** ABOUT THIS TASK **
Which lines of the records contain "Option"? Collect every one of them.

(Beginning of DATASET ENTRIES)

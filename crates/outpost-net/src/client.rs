//! Client-side replica: handshake, snapshot intake, reconciliation.
//!
//! The client never simulates; its [`World`] is a mirror rebuilt from server
//! snapshots. Snapshots queue up to a small fixed depth between applications;
//! applying always takes the newest and discards the rest, so a client that
//! stalls catches up in one step instead of replaying a backlog. After every
//! apply, the set of locally tracked network ids equals exactly the id set of
//! the applied snapshot.

use std::collections::{HashSet, VecDeque};

use outpost_ecs::entity::Entity;
use outpost_proto::message::{Message, Packet};
use outpost_proto::record::NetEntityRecord;
use outpost_proto::PROTOCOL_VERSION;
use outpost_sim::components::{Health, Physics, Sprite, Transform, Vec2};
use outpost_sim::world::World;
use tracing::{debug, info, warn};

use crate::id_map::NetworkIdMap;
use crate::transport::{ClientTransport, Reliability};
use crate::{unix_millis, NetError};

/// Snapshots buffered between [`Client::poll`] and [`Client::apply_pending`].
/// When full, the oldest is dropped; only the newest ever gets applied.
pub const SNAPSHOT_QUEUE_DEPTH: usize = 4;

/// Connection lifecycle.
#[derive(Debug, Clone, PartialEq, Eq)]
pub enum ClientState {
    /// No connection and none in flight.
    Disconnected,
    /// Request sent, no verdict yet.
    Connecting,
    /// Admitted.
    Connected { client_id: u32 },
}

/// A connected (or connecting) game client.
pub struct Client<T: ClientTransport> {
    transport: T,
    state: ClientState,
    world: World,
    id_map: NetworkIdMap,
    snapshots: VecDeque<(u32, Vec<NetEntityRecord>)>,
    player_net_id: Option<u32>,
    tick_rate: u32,
    last_server_tick: u32,
    chat_log: Vec<(String, String)>,
    deny_reason: Option<String>,
}

impl<T: ClientTransport> Client<T> {
    pub fn new(transport: T) -> Self {
        Self {
            transport,
            state: ClientState::Disconnected,
            world: World::new(),
            id_map: NetworkIdMap::new(),
            snapshots: VecDeque::new(),
            player_net_id: None,
            tick_rate: 0,
            last_server_tick: 0,
            chat_log: Vec::new(),
            deny_reason: None,
        }
    }

    /// Send the connect request. The verdict arrives via [`Client::poll`].
    pub fn connect(&mut self, token: &str, player_name: &str) -> Result<(), NetError> {
        let packet = Packet::new(
            0,
            unix_millis(),
            Message::ConnectRequest {
                version: PROTOCOL_VERSION,
                token: token.to_owned(),
                player_name: player_name.to_owned(),
            },
        );
        self.transport.send(packet.encode(), Reliability::Reliable)?;
        self.state = ClientState::Connecting;
        self.deny_reason = None;
        Ok(())
    }

    /// Drain the transport and process everything the server sent. Snapshots
    /// are queued, not applied; call [`Client::apply_pending`] afterwards.
    pub fn poll(&mut self) -> Result<(), NetError> {
        for bytes in self.transport.poll() {
            let packet = match Packet::decode(&bytes) {
                Ok(packet) => packet,
                Err(error) => {
                    warn!(%error, "dropping malformed packet from server");
                    continue;
                }
            };
            self.last_server_tick = self.last_server_tick.max(packet.tick);
            self.handle_message(packet.message);
        }
        if !self.transport.is_open() && self.state != ClientState::Disconnected {
            debug!("transport closed under us");
            self.state = ClientState::Disconnected;
        }
        Ok(())
    }

    fn handle_message(&mut self, message: Message) {
        match message {
            Message::ConnectAccept {
                client_id,
                tick_rate,
            } => {
                info!(client_id, tick_rate, "admitted");
                self.state = ClientState::Connected { client_id };
                self.tick_rate = tick_rate;
            }
            Message::ConnectDeny { reason } => {
                info!(%reason, "admission denied");
                self.deny_reason = Some(reason);
                self.state = ClientState::Disconnected;
            }
            Message::Disconnect { reason } => {
                info!(%reason, "server closed the connection");
                self.state = ClientState::Disconnected;
            }
            Message::PlayerSpawned { net_id } => {
                self.player_net_id = Some(net_id);
            }
            Message::WorldSnapshot { entities } => {
                if self.snapshots.len() == SNAPSHOT_QUEUE_DEPTH {
                    self.snapshots.pop_front();
                }
                self.snapshots.push_back((self.last_server_tick, entities));
            }
            Message::EntitySpawn { record } | Message::EntityUpdate { record } => {
                self.apply_record(&record);
            }
            Message::EntityDespawn { net_id } => {
                self.destroy_net_entity(net_id);
            }
            Message::Chat { sender, text } => {
                self.chat_log.push((sender, text));
            }
            other => {
                warn!(tag = ?other.tag(), "unexpected message kind from server");
            }
        }
    }

    /// Apply the newest queued snapshot, discarding older ones. Returns the
    /// server tick of the applied snapshot, or `None` if nothing was queued.
    pub fn apply_pending(&mut self) -> Option<u32> {
        let (tick, records) = self.snapshots.pop_back()?;
        let skipped = self.snapshots.len();
        if skipped > 0 {
            debug!(skipped, "discarding stale snapshots");
        }
        self.snapshots.clear();
        self.reconcile(&records);
        Some(tick)
    }

    fn reconcile(&mut self, records: &[NetEntityRecord]) {
        let mut seen: HashSet<u32> = HashSet::with_capacity(records.len());
        for record in records {
            seen.insert(record.net_id);
            self.apply_record(record);
        }
        let stale: Vec<u32> = self
            .id_map
            .net_ids()
            .filter(|net_id| !seen.contains(net_id))
            .collect();
        for net_id in stale {
            self.destroy_net_entity(net_id);
        }
    }

    /// Create or update the local entity for one wire record.
    fn apply_record(&mut self, record: &NetEntityRecord) {
        let entity = match self.id_map.entity(record.net_id) {
            Some(entity) if self.world.is_alive(entity) => entity,
            _ => {
                let entity = self.world.spawn();
                self.id_map.register(record.net_id, entity);
                entity
            }
        };

        self.world.transforms.insert(
            entity,
            Transform {
                position: Vec2::new(record.transform.x, record.transform.y),
                rotation: record.transform.rotation,
                z_level: record.transform.z_level,
            },
        );
        match &record.physics {
            Some(p) => {
                self.world.physics.insert(
                    entity,
                    Physics {
                        velocity: Vec2::new(p.vel_x, p.vel_y),
                        move_speed: p.move_speed,
                        mass: p.mass,
                        friction: p.friction,
                        dense: p.dense,
                        anchored: p.anchored,
                    },
                );
            }
            None => {
                self.world.physics.remove(entity);
            }
        }
        match &record.sprite {
            Some(path) => {
                self.world
                    .sprites
                    .insert(entity, Sprite { path: path.clone() });
            }
            None => {
                self.world.sprites.remove(entity);
            }
        }
        match &record.health {
            Some(h) => {
                self.world.healths.insert(
                    entity,
                    Health {
                        current: h.current,
                        max: h.max,
                    },
                );
            }
            None => {
                self.world.healths.remove(entity);
            }
        }
    }

    fn destroy_net_entity(&mut self, net_id: u32) {
        let Some(entity) = self.id_map.remove_net_id(net_id) else {
            return;
        };
        if self.world.despawn(entity).is_err() {
            debug!(net_id, "replica entity already gone");
        }
    }

    // -----------------------------------------------------------------------
    // Outbound
    // -----------------------------------------------------------------------

    /// Send this tick's movement axes. Values are clamped server-side.
    pub fn send_input(&mut self, move_x: f32, move_y: f32) -> Result<(), NetError> {
        self.send(Message::PlayerInput { move_x, move_y }, Reliability::Unreliable)
    }

    pub fn send_chat(&mut self, text: &str) -> Result<(), NetError> {
        self.send(
            Message::Chat {
                sender: String::new(), // the server fills this in
                text: text.to_owned(),
            },
            Reliability::Reliable,
        )
    }

    pub fn send_command(&mut self, command: &str) -> Result<(), NetError> {
        self.send(
            Message::PlayerCommand {
                command: command.to_owned(),
            },
            Reliability::Reliable,
        )
    }

    pub fn send_interact(&mut self, target_net_id: u32) -> Result<(), NetError> {
        self.send(Message::PlayerInteract { target_net_id }, Reliability::Reliable)
    }

    /// Announce departure and close the transport.
    pub fn disconnect(&mut self, reason: &str) {
        if matches!(self.state, ClientState::Connected { .. }) {
            let _ = self.send(
                Message::Disconnect {
                    reason: reason.to_owned(),
                },
                Reliability::Reliable,
            );
        }
        self.transport.close();
        self.state = ClientState::Disconnected;
    }

    fn send(&mut self, message: Message, reliability: Reliability) -> Result<(), NetError> {
        if !matches!(self.state, ClientState::Connected { .. }) {
            return Err(NetError::NotConnected);
        }
        let packet = Packet::new(self.last_server_tick, unix_millis(), message);
        self.transport.send(packet.encode(), reliability)
    }

    // -----------------------------------------------------------------------
    // Accessors
    // -----------------------------------------------------------------------

    pub fn state(&self) -> &ClientState {
        &self.state
    }

    /// The local replica.
    pub fn world(&self) -> &World {
        &self.world
    }

    /// Local entity mirroring this player's server entity, once both the
    /// spawn notice and a snapshot carrying it have arrived.
    pub fn player_entity(&self) -> Option<Entity> {
        self.id_map.entity(self.player_net_id?)
    }

    /// Server tick rate reported at admission.
    pub fn tick_rate(&self) -> u32 {
        self.tick_rate
    }

    /// Highest server tick seen in any packet.
    pub fn last_server_tick(&self) -> u32 {
        self.last_server_tick
    }

    /// Why the last connect attempt was denied, if it was.
    pub fn deny_reason(&self) -> Option<&str> {
        self.deny_reason.as_deref()
    }

    /// Chat lines received, oldest first.
    pub fn chat_log(&self) -> &[(String, String)] {
        &self.chat_log
    }

    /// Network ids currently mirrored locally.
    pub fn tracked_net_ids(&self) -> impl Iterator<Item = u32> + '_ {
        self.id_map.net_ids()
    }
}

// ---------------------------------------------------------------------------
// Tests
// ---------------------------------------------------------------------------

(End of DATASET ENTRIES)

** ANSWER TO THIS EXERCISE **
    player_net_id: Option<u32>,
    deny_reason: Option<String>,
    pub fn apply_pending(&mut self) -> Option<u32> {
    pub fn player_entity(&self) -> Option<Entity> {
    pub fn deny_reason(&self) -> Option<&str> {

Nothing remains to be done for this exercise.